Il y a un homme à l’accueil de l’hôpital, il me demande ce que je cherche. Je dis un psychologue. Il sourit et me répond « si tu veux, je suis un peu psychologue ». Non mais quel con, il ne voit pas que je suis un cadavre debout, il ne voit pas que je ne suis pas une fille à draguer, que je n’ai rien à donner, que les gens me font peur et lui comme les autres. Il me désigne un guichet. On me demande mon adresse et on me dit que je ne suis pas au bon endroit, que la ville est sectorisée et que je dois aller dans un centre de santé près de chez moi, que c’est le médecin généraliste qui choisira de m’envoyer chez un psychologue ou non. Encore une fois, je suis au mauvais endroit, je n’y arriverai jamais, je n’en peux plus. Il faut que j’y aille tout de suite, sinon je n’irai jamais. Aors je le trouve ce centre, je m’assieds sur une chaise et j’entre chez le généraliste.

Tout ça pour ça. Pour arriver devant un médecin, ce que je ne voulais pas. Je lui raconte ce que je peux. Le problème n’est pas la langue, je trouve ça bien même cet écran entre mes émotions et les mots, les mots qui pour une fois ne sont pas les choses, mais ce que j’ai la force de dire, d’expliquer. Il me fait une ordonnance d’Orfidal. C’est du Temesta, mais je ne le sais pas, sinon je crois que j’aurais eu trop peur pour le prendre. Valium, Temesta, ça me fait penser à des gens transformés en légumes. Il me dit de revenir dans quinze jours pour avoir la date de mon rendez-vous chez un psychiatre. Autant dire un siècle, une vie.

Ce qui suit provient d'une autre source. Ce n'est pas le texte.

//! Significance of the launch effect on the treated portfolio

use crate::config::SignificanceConfig;
use crate::decomposer::DidPanel;
use crate::error::{ImpactError, Result};
use rand::rngs::StdRng;
use rand::{Rng, SeedableRng};
use serde::Serialize;
use sov_math::stats::{is_constant, mean, std_dev, welch_t_test};
use tracing::debug;

/// Test used for the effect
#[derive(Debug, Clone, Copy, PartialEq, Eq, Serialize)]
pub enum TestMethod {
    WelchT,
    Bootstrap,
}

/// Whether a p-value could be computed
#[derive(Debug, Clone, PartialEq, Serialize)]
pub enum SignificanceOutcome {
    Determinate { p_value: f64, significant: bool },
    /// Degenerate comparison, reported instead of a p-value
    Indeterminate { reason: String },
}

/// DiD effect estimate with its significance
#[derive(Debug, Clone, PartialEq, Serialize)]
pub struct SignificanceResult {
    /// Mean per-period difference, observed minus counterfactual
    pub effect: f64,
    pub standard_error: Option<f64>,
    pub alpha: f64,
    pub method: TestMethod,
    /// Post periods compared
    pub periods: usize,
    pub outcome: SignificanceOutcome,
}

impl SignificanceResult {
    /// Significant at `alpha`; indeterminate results are not significant
    pub fn is_significant(&self) -> bool {
        matches!(
            self.outcome,
            SignificanceOutcome::Determinate {
                significant: true,
                ..
            }
        )
    }

    pub fn is_indeterminate(&self) -> bool {
        matches!(self.outcome, SignificanceOutcome::Indeterminate { .. })
    }

    pub fn p_value(&self) -> Option<f64> {
        match self.outcome {
            SignificanceOutcome::Determinate { p_value, .. } => Some(p_value),
            SignificanceOutcome::Indeterminate { .. } => None,
        }
    }
}

/// Observed and counterfactual treated volume per post period.
///
/// `counterfactual_j = mean(treated_pre) * control_post_j / mean(control_pre)`
pub fn counterfactual_series(panel: &DidPanel) -> Option<(Vec<f64>, Vec<f64>)> {
    let treated_pre = mean(&panel.treated_pre)?;
    let control_pre = mean(&panel.control_pre)?;
    if control_pre <= 0.0 {
        return None;
    }
    let counterfactual = panel
        .control_post
        .iter()
        .map(|c| treated_pre * c / control_pre)
        .collect();
    Some((panel.treated_post.clone(), counterfactual))
}

/// Test whether the treated portfolio departs from its counterfactual.
///
/// Uses Welch's t-test from `bootstrap_threshold` post periods upward and a
/// seeded paired bootstrap below it.
pub fn test_significance(panel: &DidPanel, config: &SignificanceConfig) -> Result<SignificanceResult> {
    let periods = panel.treated_post.len();
    if periods == 0 || panel.treated_pre.is_empty() {
        return Err(ImpactError::InputError(
            "Significance test needs pre and post periods".to_string(),
        ));
    }
    if panel.control_post.len() != periods {
        return Err(ImpactError::InputError(
            "Treated and control panels cover different periods".to_string(),
        ));
    }
    let method = if periods >= config.bootstrap_threshold {
        TestMethod::WelchT
    } else {
        TestMethod::Bootstrap
    };
    let indeterminate = |effect: f64, reason: &str| SignificanceResult {
        effect,
        standard_error: None,
        alpha: config.alpha,
        method,
        periods,
        outcome: SignificanceOutcome::Indeterminate {
            reason: reason.to_string(),
        },
    };

    let Some((observed, counterfactual)) = counterfactual_series(panel) else {
        return Ok(indeterminate(0.0, "control group has no pre-launch volume"));
    };
    let differences: Vec<f64> = observed
        .iter()
        .zip(&counterfactual)
        .map(|(o, c)| o - c)
        .collect();
    let effect = mean(&differences).unwrap_or(0.0);

    if periods < 2 || is_constant(&observed) || is_constant(&counterfactual) {
        return Ok(indeterminate(effect, "zero variance in a compared arm"));
    }

    let (standard_error, p_value) = match method {
        TestMethod::WelchT => {
            let test = welch_t_test(&observed, &counterfactual)?;
            (test.standard_error, test.p_value)
        }
        TestMethod::Bootstrap => {
            bootstrap(&differences, config.bootstrap_resamples, config.seed)
        }
    };
    debug!(effect, standard_error, p_value, ?method, "launch effect tested");

    Ok(SignificanceResult {
        effect,
        standard_error: Some(standard_error),
        alpha: config.alpha,
        method,
        periods,
        outcome: SignificanceOutcome::Determinate {
            p_value,
            significant: p_value < config.alpha,
        },
    })
}

/// Paired bootstrap over periods: standard error of the mean difference and
/// a two-sided p-value for a zero mean
fn bootstrap(differences: &[f64], resamples: usize, seed: u64) -> (f64, f64) {
    let mut rng = StdRng::seed_from_u64(seed);
    let n = differences.len();
    let means: Vec<f64> = (0..resamples)
        .map(|_| (0..n).map(|_| differences[rng.gen_range(0..n)]).sum::<f64>() / n as f64)
        .collect();

    let standard_error = std_dev(&means).unwrap_or(0.0);
    let at_most_zero = means.iter().filter(|m| **m <= 0.0).count();
    let at_least_zero = means.iter().filter(|m| **m >= 0.0).count();
    let tail = at_most_zero.min(at_least_zero) as f64;
    let p_value = (2.0 * (tail + 1.0) / (resamples as f64 + 1.0)).min(1.0);
    (standard_error, p_value)
}
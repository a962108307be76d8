use approx::{assert_relative_eq, relative_eq};
use demand_forecast::{Granularity, Period, Series, SeriesStore};
use launch_impact::{
    classify, ControlPolicy, ImpactCategory, ImpactConfig, LaunchAnalyzer, LaunchEvent,
    ProductCatalog, ProductInfo, SignificanceOutcome, SignificanceResult, TestMethod,
};
use pretty_assertions::assert_eq;

const LAUNCH: Period = Period(6);

/// Six flat pre-launch periods followed by `post`
fn pre_post(pre: f64, post: &[f64]) -> Vec<f64> {
    let mut volumes = vec![pre; 6];
    volumes.extend_from_slice(post);
    volumes
}

struct Market {
    target: Vec<f64>,
    sibling: Vec<f64>,
    control_a: Vec<f64>,
    control_b: Vec<f64>,
    rival: Vec<f64>,
}

impl Market {
    /// Target 1000 -> 1400, sibling 500 -> 400, controls +2%, rival 300 -> 250
    fn flat() -> Self {
        Self {
            target: pre_post(1000.0, &[1400.0; 6]),
            sibling: pre_post(500.0, &[400.0; 6]),
            control_a: pre_post(200.0, &[204.0; 6]),
            control_b: pre_post(100.0, &[102.0; 6]),
            rival: pre_post(300.0, &[250.0; 6]),
        }
    }

    /// Same shape as `flat` with period-to-period noise after the launch
    fn noisy() -> Self {
        Self {
            target: pre_post(1000.0, &[1400.0, 1420.0, 1390.0, 1410.0, 1405.0, 1425.0]),
            control_a: pre_post(200.0, &[204.0, 206.0, 203.0, 205.0, 204.0, 207.0]),
            ..Self::flat()
        }
    }

    fn build(&self) -> (SeriesStore, ProductCatalog) {
        let series = [
            ("new", &self.target),
            ("classic", &self.sibling),
            ("south_a", &self.control_a),
            ("south_b", &self.control_b),
            ("rival", &self.rival),
        ]
        .iter()
        .map(|(id, volumes)| {
            let records: Vec<(f64, f64)> = volumes.iter().map(|v| (*v, v * 2.0)).collect();
            Series::from_records(*id, Period(0), &records).unwrap()
        })
        .collect();
        let store = SeriesStore::from_series(Granularity::Monthly, series).unwrap();

        let catalog = ProductCatalog::from_products(vec![
            ProductInfo::new("new", "snack", "acme")
                .with_region("north")
                .launched_at(LAUNCH),
            ProductInfo::new("classic", "snack", "acme").with_region("north"),
            ProductInfo::new("south_a", "snack", "zeta").with_region("south"),
            ProductInfo::new("south_b", "snack", "zeta").with_region("south"),
            ProductInfo::new("rival", "snack", "zeta").with_region("north"),
        ])
        .unwrap();
        (store, catalog)
    }
}

fn event() -> LaunchEvent {
    LaunchEvent::new("new", LAUNCH, "snack", "acme").with_portfolio(["classic"])
}

#[test]
fn test_cannibalization_against_grown_counterfactual() {
    let (store, catalog) = Market::flat().build();
    let analyzer = LaunchAnalyzer::new(&store, &catalog, ImpactConfig::default()).unwrap();
    let report = analyzer.analyze(&event()).unwrap();
    let breakdown = &report.breakdown;

    assert_eq!(report.windows.len(), 6);
    assert_eq!(breakdown.control_group, vec!["south_a", "south_b"]);
    assert_relative_eq!(breakdown.control_growth, 0.02, epsilon = 1e-12);
    assert_relative_eq!(breakdown.total_launch_volume, 2400.0);

    // 110 per period: 500 grown 2% to 510 against 400 observed
    assert_relative_eq!(breakdown.cannibalization_volume, 660.0, epsilon = 1e-9);
    assert_relative_eq!(breakdown.siblings[0].counterfactual_volume, 3060.0, epsilon = 1e-9);
    assert_relative_eq!(breakdown.siblings[0].change_pct.unwrap(), -20.0, epsilon = 1e-9);

    // Rival 1800 grown to 1836 against 1500 observed
    assert_relative_eq!(breakdown.competitor_volume, 336.0, epsilon = 1e-9);
    assert_relative_eq!(breakdown.expansion_volume, 1404.0, epsilon = 1e-9);
    assert!(breakdown.warnings.is_empty());
}

#[test]
fn test_components_reconcile_within_one_percent() {
    for market in [Market::flat(), Market::noisy()] {
        let (store, catalog) = market.build();
        let analyzer = LaunchAnalyzer::new(&store, &catalog, ImpactConfig::default()).unwrap();
        let breakdown = analyzer.analyze(&event()).unwrap().breakdown;
        let total = breakdown.total_launch_volume;
        assert!((breakdown.components_total() - total).abs() <= 0.01 * total);

        let shares = breakdown.shares();
        assert_relative_eq!(
            shares.cannibalization_pct + shares.competitor_pct + shares.expansion_pct,
            100.0,
            epsilon = 1.0
        );
    }
}

#[test]
fn test_no_sibling_decline_means_no_cannibalization() {
    let market = Market {
        sibling: pre_post(500.0, &[520.0; 6]),
        ..Market::flat()
    };
    let (store, catalog) = market.build();
    let analyzer = LaunchAnalyzer::new(&store, &catalog, ImpactConfig::default()).unwrap();
    let breakdown = analyzer.analyze(&event()).unwrap().breakdown;
    assert_eq!(breakdown.cannibalization_volume, 0.0);
    assert_eq!(breakdown.siblings[0].lost_volume, 0.0);
}

#[test]
fn test_overshooting_components_are_rescaled() {
    // Sibling loss alone exceeds the launch volume
    let market = Market {
        sibling: pre_post(500.0, &[100.0; 6]),
        ..Market::flat()
    };
    let (store, catalog) = market.build();
    let analyzer = LaunchAnalyzer::new(&store, &catalog, ImpactConfig::default()).unwrap();
    let breakdown = analyzer.analyze(&event()).unwrap().breakdown;

    assert_eq!(breakdown.warnings.len(), 1);
    assert_relative_eq!(breakdown.warnings[0].mismatch, 60.0, epsilon = 1e-9);
    assert_relative_eq!(breakdown.cannibalization_volume, 2400.0, epsilon = 1e-9);
    assert_eq!(breakdown.competitor_volume, 0.0);
    assert_eq!(breakdown.expansion_volume, 0.0);
}

#[test]
fn test_flat_control_is_indeterminate_and_neutral() {
    let (store, catalog) = Market::flat().build();
    let analyzer = LaunchAnalyzer::new(&store, &catalog, ImpactConfig::default()).unwrap();
    let report = analyzer.analyze(&event()).unwrap();

    assert!(report.significance.is_indeterminate());
    assert_eq!(report.significance.p_value(), None);
    // Large positive net, but nothing to compare against
    assert!(report.classification.net_portfolio_delta > report.classification.threshold);
    assert_eq!(report.classification.category, ImpactCategory::Neutral);
}

#[test]
fn test_significant_growth_is_additive() {
    let (store, catalog) = Market::noisy().build();
    let analyzer = LaunchAnalyzer::new(&store, &catalog, ImpactConfig::default()).unwrap();
    let report = analyzer.analyze(&event().with_cost(1000.0)).unwrap();

    assert_eq!(report.significance.method, TestMethod::Bootstrap);
    assert!(report.significance.is_significant());
    assert!(report.significance.effect > 0.0);
    assert_eq!(report.classification.category, ImpactCategory::Additive);
    // Every unit sells at 2.0
    assert_relative_eq!(report.classification.average_unit_value.unwrap(), 2.0);
    assert!(report.classification.roi.unwrap() > 0.0);
}

#[test]
fn test_small_significant_gain_is_neutral() {
    let (store, catalog) = Market::noisy().build();
    let analyzer = LaunchAnalyzer::new(&store, &catalog, ImpactConfig::default()).unwrap();
    let report = analyzer.analyze(&event()).unwrap();

    // Shrink expansion so the net delta is 3% of the launch volume
    let mut breakdown = report.breakdown.clone();
    let total = breakdown.total_launch_volume;
    breakdown.expansion_volume = breakdown.cannibalization_volume + 0.03 * total;
    breakdown.competitor_volume =
        total - breakdown.cannibalization_volume - breakdown.expansion_volume;
    let significant = SignificanceResult {
        outcome: SignificanceOutcome::Determinate {
            p_value: 0.001,
            significant: true,
        },
        ..report.significance.clone()
    };

    let classification = classify(
        &event(),
        &breakdown,
        &significant,
        &analyzer.config().classifier,
    )
    .unwrap();
    assert!(relative_eq!(
        classification.net_portfolio_delta,
        0.03 * total,
        epsilon = 1e-9
    ));
    assert_eq!(classification.category, ImpactCategory::Neutral);
}

#[test]
fn test_analysis_is_idempotent() {
    let (store, catalog) = Market::noisy().build();
    let analyzer = LaunchAnalyzer::new(&store, &catalog, ImpactConfig::default()).unwrap();
    let first = analyzer.analyze(&event()).unwrap();
    let second = analyzer.analyze(&event()).unwrap();
    assert_eq!(first, second);
    assert_eq!(first.to_json().unwrap(), second.to_json().unwrap());
}

#[test]
fn test_missing_control_group_is_input_error() {
    let (store, catalog) = Market::flat().build();
    let analyzer = LaunchAnalyzer::new(&store, &catalog, ImpactConfig::default())
        .unwrap()
        .with_policy(ControlPolicy::custom(|_, p| p.brand == "nobody"));
    let err = analyzer.analyze(&event()).unwrap_err();
    assert!(err.is_input_error());
    assert!(err.to_string().contains("control group"));
}

#[test]
fn test_launch_outside_history_is_input_error() {
    let (store, catalog) = Market::flat().build();
    let analyzer = LaunchAnalyzer::new(&store, &catalog, ImpactConfig::default()).unwrap();
    let late = LaunchEvent::new("new", Period(40), "snack", "acme");
    assert!(analyzer.analyze(&late).unwrap_err().is_input_error());

    let unknown = LaunchEvent::new("ghost", LAUNCH, "snack", "acme");
    assert!(analyzer.analyze(&unknown).unwrap_err().is_input_error());
}

#[test]
fn test_self_referencing_portfolio_rejected() {
    let (store, catalog) = Market::flat().build();
    let analyzer = LaunchAnalyzer::new(&store, &catalog, ImpactConfig::default()).unwrap();
    let event = event().with_portfolio(["classic", "new"]);
    assert!(analyzer.analyze(&event).unwrap_err().is_input_error());
}

#[test]
fn test_invalid_config_rejected() {
    let (store, catalog) = Market::flat().build();
    let mut config = ImpactConfig::default();
    config.significance.alpha = 1.5;
    assert!(LaunchAnalyzer::new(&store, &catalog, config).is_err());
}

#[test]
fn test_target_series_starting_at_launch() {
    let market = Market {
        target: pre_post(0.0, &[1400.0; 6]),
        ..Market::flat()
    };
    let (padded, catalog) = market.build();

    let mut series: Vec<Series> = padded.iter().filter(|s| s.id() != "new").cloned().collect();
    let records: Vec<(f64, f64)> = vec![(1400.0, 2800.0); 6];
    series.push(Series::from_records("new", LAUNCH, &records).unwrap());
    let trimmed = SeriesStore::from_series(Granularity::Monthly, series).unwrap();

    let config = ImpactConfig::default();
    let expected = LaunchAnalyzer::new(&padded, &catalog, config.clone())
        .unwrap()
        .analyze(&event())
        .unwrap();
    let report = LaunchAnalyzer::new(&trimmed, &catalog, config)
        .unwrap()
        .analyze(&event())
        .unwrap();

    assert_eq!(report.windows.len(), 6);
    assert_relative_eq!(report.breakdown.total_launch_volume, 8400.0);
    assert_relative_eq!(report.breakdown.cannibalization_volume, 660.0, epsilon = 1e-6);
    assert_eq!(report, expected);
}

#[test]
fn test_catalog_sibling_without_series_is_skipped() {
    let (store, mut catalog) = Market::flat().build();
    catalog
        .insert(ProductInfo::new("retired", "snack", "acme").with_region("north"))
        .unwrap();

    let event = LaunchEvent::from_catalog(&catalog, "new").unwrap();
    assert_eq!(
        event.portfolio.iter().collect::<Vec<_>>(),
        vec!["classic", "retired"]
    );

    let analyzer = LaunchAnalyzer::new(&store, &catalog, ImpactConfig::default()).unwrap();
    let report = analyzer.analyze(&event).unwrap();
    let breakdown = &report.breakdown;
    assert_eq!(breakdown.missing_siblings, vec!["retired".to_string()]);
    assert_eq!(breakdown.siblings.len(), 1);
    assert_eq!(breakdown.siblings[0].id, "classic");
    assert_relative_eq!(breakdown.cannibalization_volume, 660.0, epsilon = 1e-6);
}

J’ai lâché les armes, je rentre et j’avale mon Orfidal. Mon tout premier psychotrope. J’ai vingt ans, déjà bien trop de souffrances derrière moi, d’impasses, alors j’obéis. D’accord, je vais faire ce qu’ils me disent. Je n’ai plus le choix. Ce premier comprimé me plonge dans un sommeil profond presque instantanément. Je dors pendant des heures et quand je me réveille, je ne peux plus m’arrêter de pleurer. L’Orfidal va ma plonger dans une dépression terrible, la mélancolie que je connais si bien, l’enfer de chaque seconde, la mort comme seule solution. Je me dis que je dois attendre quinze jours, que je verrai un psychiatre, que peut-être il m’aidera. Mais je m’en fiche, quand bien même il me guérirait d’un coup de baguette magique, je ne peux tout simplement pas supporter de souffrir à ce point aussi longtemps. Et si j’arrêtais l’Orfidal? Oui, mais alors mes angoisses vont revenir. J’ai une phobie terrible des papillons, et j’ai peur sans cesse, la nuit, le jour, pas besoin d’en voir en vrai, l’horreur absolue est en moi, et l’Orfidal m’en a délivrée. Je n’ai plus la force de rien. Je ne peux pas choisir entre la mélancolie et l’angoisse sans fond. On a choisi pour moi, alors je continue à faire ce qu’on m’a dit.

Et j’attends que les quinze jours, les quinze mille ans, passent, en prenant mes trois comprimés par jour.